COMMENTARY | A longtime federal HR chief welcomes the Office of Personnel Management's push to modernize pay and promotions, but warns against the legal tactic the agency is using to make it happen.

A few weeks ago, the Office of Personnel Management (OPM) published proposed regulations that would, among other things, give its director "delegated" authority to approve agency requests for critical pay (that is, an annual salary equivalent to the vice president's) for certain specified positions. That authority is currently vested expressly with the president, according to the Federal Employee Pay Comparability Act of 1991 (or FEPCA), which established an upper limit of some 800 such critical pay positions governmentwide, although less than a dozen of those have ever actually been approved in that regard.

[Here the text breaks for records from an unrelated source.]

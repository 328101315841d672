//! # Ingestion pipeline
//!
//! Connects the MQTT subscriber to the aggregation buffer and the broadcast sink.
//!
//! ```text
//! MqttSubscriber → mpsc::Sender<Payload>
//!     ↓
//! start_ingestion (add + compute under one lock)
//!     ↓
//! AggregateSink::publish (BroadcastHub → WebSocket clients)
//! ```
//!
//! Shutdown: dropping every sender ends the loop after queued payloads are
//! processed and one final snapshot is published.

pub mod ingestion;

pub use ingestion::{start_ingestion, IngestionStats};
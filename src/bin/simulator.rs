//! Machine simulator
//!
//! Publishes random readings for machines A1/B1/C1 using the German field
//! spelling, one message every 0.5-2 seconds.
//!
//! Usage:
//!   cargo run --bin simulator
//!
//! Environment variables:
//!   MQTT_BROKER / MQTT_PORT - broker address (default: localhost:1883)
//!   RUST_LOG - Logging level (optional, default: info)

use dotenv::dotenv;
use log::{error, info, warn};
use rumqttc::{AsyncClient, QoS};
use scrapflow::config::MqttConfig;
use scrapflow::mqtt::mqtt_options;
use scrapflow::simulator::{next_pause, SimulatedReading};

const SIMULATOR_CLIENT_ID: &str = "scrapflow-simulator";

#[tokio::main]
async fn main() -> Result<(), Box<dyn std::error::Error>> {
    dotenv().ok();
    scrapflow::init_logging("info");

    let mut config = MqttConfig::from_env()?;
    config.client_id = SIMULATOR_CLIENT_ID.to_string();

    info!("🏭 Starting machine simulator");
    info!("   └─ Broker: {}:{}", config.broker, config.port);

    let (client, mut eventloop) = AsyncClient::new(mqtt_options(&config), 10);

    // The event loop must be polled for publishes to leave the client
    let poller = tokio::spawn(async move {
        loop {
            if let Err(e) = eventloop.poll().await {
                warn!("⚠️  MQTT connection error: {}", e);
                tokio::time::sleep(std::time::Duration::from_secs(1)).await;
            }
        }
    });

    let mut sent = 0u64;
    loop {
        let (reading, pause) = {
            let mut rng = rand::thread_rng();
            (SimulatedReading::generate(&mut rng), next_pause(&mut rng))
        };

        let body = serde_json::to_vec(&reading)?;
        match client.publish(reading.topic(), QoS::AtMostOnce, false, body).await {
            Ok(()) => {
                sent += 1;
                info!(
                    "📤 #{} {} index={} value={:.2}",
                    sent, reading.machine_id, reading.scrap_index, reading.value
                );
            }
            Err(e) => error!("❌ Publish failed: {}", e),
        }

        tokio::select! {
            _ = tokio::time::sleep(pause) => {}
            _ = tokio::signal::ctrl_c() => {
                info!("⚠️  Received CTRL+C, stopping simulator");
                break;
            }
        }
    }

    if let Err(e) = client.disconnect().await {
        warn!("Disconnect failed: {}", e);
    }
    poller.abort();

    info!("✅ Simulator stopped after {} messages", sent);
    Ok(())
}
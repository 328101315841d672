//! Sink trait for delivering aggregate rows downstream

use crate::aggregator_core::AggregateRow;
use async_trait::async_trait;
use chrono::{DateTime, Utc};

#[derive(Debug)]
pub enum SinkError {
    Serialization(serde_json::Error),
}

impl From<serde_json::Error> for SinkError {
    fn from(err: serde_json::Error) -> Self {
        SinkError::Serialization(err)
    }
}

impl std::fmt::Display for SinkError {
    fn fmt(&self, f: &mut std::fmt::Formatter<'_>) -> std::fmt::Result {
        match self {
            SinkError::Serialization(e) => write!(f, "Serialization error: {}", e),
        }
    }
}

impl std::error::Error for SinkError {}

/// Receives every computed aggregate snapshot
#[async_trait]
pub trait AggregateSink: Send + Sync {
    /// Deliver one snapshot; returns how many subscribers it reached
    async fn publish(&self, rows: &[AggregateRow], at: DateTime<Utc>) -> Result<usize, SinkError>;

    /// Get sink type for logging
    fn sink_type(&self) -> &'static str;
}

But as noted, OPM's proposed rules rely on an "implied" delegation of that critical pay authority from the president to the OPM director — after all, the proposed rules in the Federal Register argue that the director is the president's statutory agent, complete with the administrative equivalent of power of attorney when it comes to such matters — and those rules further imply that absent some good and compelling reason, the OPM director will approve those requests. I guess the goal here is to make better use of that extraordinary pay authority, in large part because it has been so little used in the past. That's an understatement if there ever was one(!), and in this narrow instance, I say let's "just do it!"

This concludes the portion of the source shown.